Our second important result was that peri/postmenopausal women who used MHT had a statistically significantly and clinically relevant lower asthma related QoL than those without MHT, also with adjustment for potential confounders. Earlier studies including a recent meta-analysis demonstrated negative or no impact on asthma symptoms in postmenopausal women using MHT (Citation17,Citation31). Also, a longer use of MHT has been associated with a higher risk of exacerbation and hospital admission (Citation32). This may be a result of a selection bias as women with more symptoms during menopause might be more prone to have MHT. In our study there were no differences in characteristics between those with and without MHT. Other research similar to ours, has not distinguished between different types of MHT. It thus remains unclear whether MHT with estrogen, progesterone or combination of hormones have different effects on asthma. The relatively small number of women with MHT in our study may be due to an international trend in avoiding MHT following research showing that MHT may increase the risk of breast cancer (Citation34)

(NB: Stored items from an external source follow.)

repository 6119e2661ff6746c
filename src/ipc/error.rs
use serde_json::json;

pub fn ok(id: &str, result: serde_json::Value) -> serde_json::Value {
    json!({
        "id": id,
        "ok": true,
        "result": result
    })
}

pub fn err(
    id: &str,
    code: &str,
    message: impl Into<String>,
    details: Option<serde_json::Value>,
) -> serde_json::Value {
    let mut error = json!({
        "code": code,
        "message": message.into(),
    });
    if let Some(d) = details {
        error["details"] = d;
    }
    json!({
        "id": id,
        "ok": false,
        "error": error,
    })
}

Another finding in this study was that women with irregular menstruation had a doubled risk of exacerbations compared to women with regular menstruation. In a European population study irregular menstruation was associated with increased asthma, allergy symptoms and lower lung function (Citation35).

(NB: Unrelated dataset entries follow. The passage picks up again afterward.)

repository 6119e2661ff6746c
use serde::Serialize;

use crate::scale::{GradingScale, NEUTRAL_COLOR};

pub const DEFAULT_PASSING_GRADE: i64 = 70;

const FALLBACK_LABEL: &str = "F";
const FALLBACK_MIN: i64 = 0;
const FALLBACK_MAX: i64 = 59;

#[derive(Debug, Clone, PartialEq, Serialize)]
#[serde(rename_all = "camelCase")]
pub struct Classification {
    pub label: String,
    pub color: String,
    pub min: i64,
    pub max: i64,
}

impl Classification {
    fn fallback() -> Self {
        Self {
            label: FALLBACK_LABEL.to_string(),
            color: NEUTRAL_COLOR.to_string(),
            min: FALLBACK_MIN,
            max: FALLBACK_MAX,
        }
    }
}

#[derive(Debug, Clone, PartialEq, Serialize)]
#[serde(rename_all = "camelCase")]
pub struct GradeVerdict {
    pub percentage: i64,
    pub grade: Classification,
    pub passed: bool,
}

/// First band (in scale order) containing `percentage`. Percentages that no
/// band covers, including anything outside 0-100, land in the fallback `F`.
pub fn classify(percentage: i64, scale: &GradingScale) -> Classification {
    scale
        .bands
        .iter()
        .find(|b| b.contains(percentage))
        .map(|b| Classification {
            label: b.label.clone(),
            color: b.color.clone(),
            min: b.min,
            max: b.max,
        })
        .unwrap_or_else(Classification::fallback)
}

pub fn passed(percentage: i64, passing_grade: i64) -> bool {
    percentage >= passing_grade
}

pub fn grade(percentage: i64, scale: &GradingScale, passing_grade: i64) -> GradeVerdict {
    GradeVerdict {
        percentage,
        grade: classify(percentage, scale),
        passed: passed(percentage, passing_grade),
    }
}

#[cfg(test)]
mod tests {
    use super::*;
    use crate::scale::GradeBand;

    #[test]
    fn traditional_boundaries() {
        let scale = GradingScale::traditional();
        assert_eq!(classify(89, &scale).label, "B");
        assert_eq!(classify(90, &scale).label, "A");
        assert_eq!(classify(100, &scale).label, "A");
        assert_eq!(classify(59, &scale).label, "F");
        assert_eq!(classify(60, &scale).label, "D");
        assert_eq!(classify(0, &scale).label, "F");
    }

    #[test]
    fn every_percentage_gets_exactly_one_band() {
        let scale = GradingScale::traditional();
        for p in 0..=100 {
            let c = classify(p, &scale);
            let hits = scale.bands.iter().filter(|b| b.contains(p)).count();
            assert_eq!(hits, 1, "{}", p);
            assert!(c.min <= p && p <= c.max, "{} -> {:?}", p, c);
        }
    }

    #[test]
    fn out_of_range_and_gaps_fall_back_to_f() {
        let scale = GradingScale::traditional();
        assert_eq!(classify(101, &scale).label, "F");
        assert_eq!(classify(-3, &scale).label, "F");

        let gappy = GradingScale {
            name: "Gappy".to_string(),
            bands: vec![GradeBand::new("Top", 90, 100, "#10b981")],
        };
        let c = classify(50, &gappy);
        assert_eq!(c.label, "F");
        assert_eq!(c.color, NEUTRAL_COLOR);
    }

    #[test]
    fn overlapping_bands_resolve_to_first_match() {
        let scale = GradingScale {
            name: "Overlap".to_string(),
            bands: vec![
                GradeBand::new("First", 50, 100, "#000"),
                GradeBand::new("Second", 0, 70, "#111"),
            ],
        };
        assert_eq!(classify(60, &scale).label, "First");
        assert_eq!(classify(40, &scale).label, "Second");
    }

    #[test]
    fn passing_is_independent_of_labels() {
        let scale = GradingScale::pass_fail();
        let v = grade(69, &scale, 60);
        assert_eq!(v.grade.label, "Fail");
        assert!(v.passed);
        assert!(passed(70, DEFAULT_PASSING_GRADE));
        assert!(!passed(69, DEFAULT_PASSING_GRADE));
    }
}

We found no difference in asthma related QoL, asthma symptom control or exacerbation rate by use of hormonal contraceptives. In previous studies treatment with hormonal contraceptives had mixed results with both higher, equal and lower risk of asthma worsening episodes (Citation17). In another study, the risk of increased asthma symptoms related to oral contraceptives was greater in normal and overweight, but not lean women (Citation36). A recently published large 17-year follow-up cohort study in the UK demonstrated that combined hormonal contraceptives were associated with reduced risk of severe asthma exacerbation compared with no contraceptive use (37).

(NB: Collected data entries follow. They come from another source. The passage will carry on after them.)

//! Record access for the sidecar: classes and their rosters, quizzes and
//! submissions. Records are stored as JSON bodies next to the columns the
//! queries filter on.

use chrono::{DateTime, Utc};
use rusqlite::{Connection, OptionalExtension};
use serde::Serialize;
use thiserror::Error;
use uuid::Uuid;

use crate::roster::Student;
use crate::scorer::Quiz;
use crate::submission::Submission;

const JOIN_CODE_LEN: usize = 6;
const JOIN_CODE_ATTEMPTS: usize = 5;

#[derive(Debug, Error)]
pub enum StoreError {
    #[error("student {student_id} has already submitted quiz {quiz_id}")]
    DuplicateSubmission { quiz_id: String, student_id: String },
    #[error("{0} not found")]
    NotFound(String),
    #[error("database error: {0}")]
    Sqlite(#[from] rusqlite::Error),
    #[error("stored record is malformed: {0}")]
    Json(#[from] serde_json::Error),
}

impl StoreError {
    pub fn code(&self) -> &'static str {
        match self {
            StoreError::DuplicateSubmission { .. } => "already_submitted",
            StoreError::NotFound(_) => "not_found",
            StoreError::Sqlite(_) | StoreError::Json(_) => "db_query_failed",
        }
    }
}

pub type StoreResult<T> = Result<T, StoreError>;

fn is_unique_violation(e: &rusqlite::Error) -> bool {
    matches!(
        e,
        rusqlite::Error::SqliteFailure(f, _)
            if f.extended_code == rusqlite::ffi::SQLITE_CONSTRAINT_UNIQUE
                || f.extended_code == rusqlite::ffi::SQLITE_CONSTRAINT_PRIMARYKEY
    )
}

#[derive(Debug, Clone, Serialize)]
#[serde(rename_all = "camelCase")]
pub struct ClassRecord {
    pub id: String,
    pub name: String,
    pub join_code: String,
    pub created_at: String,
}

fn new_join_code() -> String {
    Uuid::new_v4().simple().to_string()[..JOIN_CODE_LEN].to_ascii_uppercase()
}

pub fn insert_class(conn: &Connection, name: &str, now: DateTime<Utc>) -> StoreResult<ClassRecord> {
    let id = Uuid::new_v4().to_string();
    let created_at = now.to_rfc3339();
    let mut last_err: Option<rusqlite::Error> = None;
    for _ in 0..JOIN_CODE_ATTEMPTS {
        let join_code = new_join_code();
        match conn.execute(
            "INSERT INTO classes(id, name, join_code, created_at) VALUES(?, ?, ?, ?)",
            (&id, name, &join_code, &created_at),
        ) {
            Ok(_) => {
                return Ok(ClassRecord {
                    id,
                    name: name.to_string(),
                    join_code,
                    created_at,
                })
            }
            Err(e) if is_unique_violation(&e) => {
                log::debug!("join code {} taken, retrying", join_code);
                last_err = Some(e);
            }
            Err(e) => return Err(e.into()),
        }
    }
    Err(last_err
        .map(StoreError::from)
        .unwrap_or_else(|| StoreError::NotFound("free join code".to_string())))
}

fn class_from_row(r: &rusqlite::Row<'_>) -> rusqlite::Result<ClassRecord> {
    Ok(ClassRecord {
        id: r.get(0)?,
        name: r.get(1)?,
        join_code: r.get(2)?,
        created_at: r.get(3)?,
    })
}

pub fn find_class(conn: &Connection, class_id: &str) -> StoreResult<Option<ClassRecord>> {
    Ok(conn
        .query_row(
            "SELECT id, name, join_code, created_at FROM classes WHERE id = ?",
            [class_id],
            class_from_row,
        )
        .optional()?)
}

pub fn find_class_by_code(conn: &Connection, code: &str) -> StoreResult<Option<ClassRecord>> {
    Ok(conn
        .query_row(
            "SELECT id, name, join_code, created_at FROM classes WHERE join_code = ?",
            [code.trim().to_ascii_uppercase()],
            class_from_row,
        )
        .optional()?)
}

/// Returns `false` when the student was already on the roster.
pub fn enroll_student(
    conn: &Connection,
    class_id: &str,
    student: &Student,
    now: DateTime<Utc>,
) -> StoreResult<bool> {
    match conn.execute(
        "INSERT INTO enrollments(class_id, student_id, name, email, joined_at) VALUES(?, ?, ?, ?, ?)",
        (
            class_id,
            &student.id,
            &student.name,
            &student.email,
            now.to_rfc3339(),
        ),
    ) {
        Ok(_) => Ok(true),
        Err(e) if is_unique_violation(&e) => Ok(false),
        Err(e) => Err(e.into()),
    }
}

/// Submissions stay in the table; analytics drop them by roster membership.
pub fn remove_student(conn: &Connection, class_id: &str, student_id: &str) -> StoreResult<bool> {
    let n = conn.execute(
        "DELETE FROM enrollments WHERE class_id = ? AND student_id = ?",
        (class_id, student_id),
    )?;
    Ok(n > 0)
}

pub fn is_enrolled(conn: &Connection, class_id: &str, student_id: &str) -> StoreResult<bool> {
    let hit: Option<i64> = conn
        .query_row(
            "SELECT 1 FROM enrollments WHERE class_id = ? AND student_id = ?",
            (class_id, student_id),
            |r| r.get(0),
        )
        .optional()?;
    Ok(hit.is_some())
}

pub fn list_students(conn: &Connection, class_id: &str) -> StoreResult<Vec<Student>> {
    let mut stmt = conn.prepare(
        "SELECT student_id, name, email
         FROM enrollments
         WHERE class_id = ?
         ORDER BY name, student_id",
    )?;
    let rows = stmt
        .query_map([class_id], |r| {
            Ok(Student {
                id: r.get(0)?,
                name: r.get(1)?,
                email: r.get(2)?,
            })
        })?
        .collect::<Result<Vec<_>, _>>()?;
    Ok(rows)
}

/// Inserts or replaces a quiz. An existing quiz keeps its original
/// `createdAt`.
pub fn save_quiz(conn: &Connection, quiz: &Quiz, now: DateTime<Utc>) -> StoreResult<Quiz> {
    let existing = load_quiz(conn, &quiz.id)?;
    let mut stored = quiz.clone();
    stored.created_at = existing
        .and_then(|q| q.created_at)
        .or(quiz.created_at)
        .or(Some(now));
    let created_at = stored.created_at.unwrap_or(now).to_rfc3339();
    let body = serde_json::to_string(&stored)?;

    conn.execute(
        "INSERT INTO quizzes(id, class_id, title, body_json, created_at, updated_at)
         VALUES(?, ?, ?, ?, ?, ?)
         ON CONFLICT(id) DO UPDATE SET
           class_id = excluded.class_id,
           title = excluded.title,
           body_json = excluded.body_json,
           updated_at = excluded.updated_at",
        (
            &stored.id,
            &stored.class_id,
            &stored.title,
            &body,
            &created_at,
            now.to_rfc3339(),
        ),
    )?;
    Ok(stored)
}

pub fn load_quiz(conn: &Connection, quiz_id: &str) -> StoreResult<Option<Quiz>> {
    let body: Option<String> = conn
        .query_row(
            "SELECT body_json FROM quizzes WHERE id = ?",
            [quiz_id],
            |r| r.get(0),
        )
        .optional()?;
    match body {
        Some(text) => Ok(Some(serde_json::from_str(&text)?)),
        None => Ok(None),
    }
}

pub fn list_quizzes(conn: &Connection, class_id: &str) -> StoreResult<Vec<Quiz>> {
    let mut stmt = conn.prepare(
        "SELECT body_json FROM quizzes WHERE class_id = ? ORDER BY created_at, id",
    )?;
    let bodies = stmt
        .query_map([class_id], |r| r.get::<_, String>(0))?
        .collect::<Result<Vec<_>, _>>()?;
    let mut out = Vec::with_capacity(bodies.len());
    for text in bodies {
        out.push(serde_json::from_str(&text)?);
    }
    Ok(out)
}

/// The insert is the duplicate check: a second row for the same
/// (quiz, student) fails on the unique key.
pub fn insert_submission(conn: &Connection, submission: &Submission) -> StoreResult<()> {
    let body = serde_json::to_string(submission)?;
    match conn.execute(
        "INSERT INTO submissions(id, quiz_id, class_id, student_id, percentage, submitted_at, quiz_fingerprint, body_json)
         VALUES(?, ?, ?, ?, ?, ?, ?, ?)",
        (
            &submission.id,
            &submission.quiz_id,
            &submission.class_id,
            &submission.student_id,
            submission.percentage,
            submission.submitted_at.to_rfc3339(),
            &submission.quiz_fingerprint,
            &body,
        ),
    ) {
        Ok(_) => Ok(()),
        Err(e) if is_unique_violation(&e) => Err(StoreError::DuplicateSubmission {
            quiz_id: submission.quiz_id.clone(),
            student_id: submission.student_id.clone(),
        }),
        Err(e) => Err(e.into()),
    }
}

fn load_submissions(conn: &Connection, sql: &str, key: &str) -> StoreResult<Vec<Submission>> {
    let mut stmt = conn.prepare(sql)?;
    let bodies = stmt
        .query_map([key], |r| r.get::<_, String>(0))?
        .collect::<Result<Vec<_>, _>>()?;
    let mut out = Vec::with_capacity(bodies.len());
    for text in bodies {
        out.push(serde_json::from_str(&text)?);
    }
    Ok(out)
}

pub fn list_submissions_for_quiz(conn: &Connection, quiz_id: &str) -> StoreResult<Vec<Submission>> {
    load_submissions(
        conn,
        "SELECT body_json FROM submissions WHERE quiz_id = ? ORDER BY submitted_at, id",
        quiz_id,
    )
}

pub fn list_submissions_for_class(conn: &Connection, class_id: &str) -> StoreResult<Vec<Submission>> {
    load_submissions(
        conn,
        "SELECT body_json FROM submissions WHERE class_id = ? ORDER BY submitted_at, id",
        class_id,
    )
}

Strengths and weaknesses in the study

A strength of this study is the that it included randomly selected women with all severity stages of asthma. We assessed self-reported asthma related QoL life and asthma control in females of different ages measured by well-validated instruments in the same study.

The potential limitations include the small number of some subgroups, which was a consequence of strict inclusion/exclusion criteria. Additionally, collecting data via questionnaires may be biased by recall; e.g. inaccurate reporting of menstruation patterns may have led to some misclassification. Furthermore, we did not use objective measures such as lung function data or sex hormone level analyses.

Conclusion

In this cross-sectional study of randomly selected women with asthma we found that premenopausal women with PMA had lower QoL and poorer asthma control. Among peri/postmenopausal women MHT use was not associated with worse asthma control, but with lower QoL than women without MHT. This study highlights the possible need for guidelines related to management of women with asthma, including use of personalized questions on sex hormone status and the use of exogenous hormones.

Declaration of interest

The authors report no conflicts of interest.